A band forms up as Australian military personnel, past and present, commemorate ANZAC Day during a march through the city centre in Sydney, Australia

Thousands of people gathered across New Zealand and Australia on Sunday to honour military personnel on Anzac Day, a year after the COVID-19 pandemic forced people to commemorate privately in driveways and on balconies.

Anzac Day originally commemorated a bloody battle on the Gallipoli peninsula in Turkey during World War One. On April 25, 1915, thousands of troops from the Australian and New Zealand Army Corps (ANZAC) were among a larger Allied force that landed on the narrow beaches of the Gallipoli peninsula, in an ill-fated campaign that would claim more than 130,000 lives.

Today, Anzac Day honours all troops from all conflicts.

On Sunday, crowds at typical dawn services were limited due to COVID-19 public health rules, but thousands were allowed to gather.

New Zealand Prime Minister Jacinda Ardern attended a ceremony at the Auckland War Memorial Museum where she praised the dedication of women who have served.

“These were the women who paved the way for women to be fully integrated into our defence force we know today, in our air force, our navy and in our army,” Ardern said.

In neighbouring Australia, Prime Minister Scott Morrison attended a dawn service at the Australian War Memorial in Canberra with about 4,000 people.

After announcing last week that Australia will withdraw its remaining 80 troops from Afghanistan in line with U.S. plans, Morrison paid a special tribute to the 41 Australians who died in that conflict.

“It’s been our longest war,” Morrison said. “The world is safer from the threat of terrorism than when the twin towers were felled almost 20 years ago. But we remain vigilant. However, this has come at great cost.”

Ceremonies were cancelled in Perth, the capital of Western Australia, and the nearby Peel region, where more than 2 million people were under a strict, three-day lockdown after a small COVID-19 outbreak.

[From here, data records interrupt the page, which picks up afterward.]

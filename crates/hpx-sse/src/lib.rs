//! # hpx-sse
//!
//! Server-Sent Events for Tokio: a lenient event-stream decoder, an
//! auto-reconnecting client and a server-side writer.
//!
//! ## Client
//!
//! An [`EventSource`] owns a [`Connect`] implementation and a [`Subscriber`].
//! It connects, reports `on_open`, parses the response into
//! [`ServerSentEvent`]s delivered through `on_message`, and reconnects forever:
//! right away when the server ends the stream, after [`RECONNECT_DELAY`] when a
//! connect or read fails (reported through `on_error`). Dropping it stops
//! everything.
//!
//! ```rust,no_run
//! use hpx_sse::{EventSource, HttpConnector, HttpSourceConfig};
//!
//! # async fn example() -> Result<(), Box<dyn std::error::Error>> {
//! let connector = HttpConnector::new(HttpSourceConfig::new("http://localhost:8080/events"))?;
//! let (_source, mut events) = EventSource::channel(connector, 64);
//!
//! while let Some(event) = events.next_message().await {
//!     println!("{event}");
//! }
//! # Ok(())
//! # }
//! ```
//!
//! ## Server
//!
//! [`EventWriter`] writes a stream of events to any [`tokio::io::AsyncWrite`],
//! flushing after each one; [`encode_stream`] produces body chunks for HTTP
//! frameworks instead. [`heartbeat`](heartbeat::heartbeat) is a ready-made
//! keep-alive source.
//!
//! ## Features
//!
//! - `http-client` (default): [`HttpConnector`], a `reqwest`-based [`Connect`].

pub mod error;
pub mod event;
pub mod heartbeat;
pub mod parse;
pub mod source;
pub mod subscriber;
pub mod writer;

pub use error::{SseError, SseResult};
pub use event::ServerSentEvent;
pub use heartbeat::{HEARTBEAT_PERIOD, heartbeat};
pub use parse::{EventBuilder, EventDecoder, EventStream};
#[cfg(feature = "http-client")]
pub use source::{HttpConnector, HttpSourceConfig};
pub use source::{
    ByteStream, CompletionMode, Connect, EventSource, RECONNECT_DELAY, ReadyState,
};
pub use subscriber::{ChannelSubscriber, EventReceiver, SourceEvent, Subscriber};
pub use writer::{EventWriter, MEDIA_TYPE, encode_event, encode_event_into, encode_stream};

However, there has not been a major community outbreak for months in neither Australia nor New Zealand, allowing people to travel freely between their countries as of late, dine out, gather in crowds, and stop wearing face masks in most places.

Border closure, together with snap lockdowns, swift tracking and high community compliance with health measures have made both countries successful in curbing the pandemic. Australia has suffered almost 29,700 infections and 910 deaths, while New Zealand has had 2,245 cases and 26 deaths.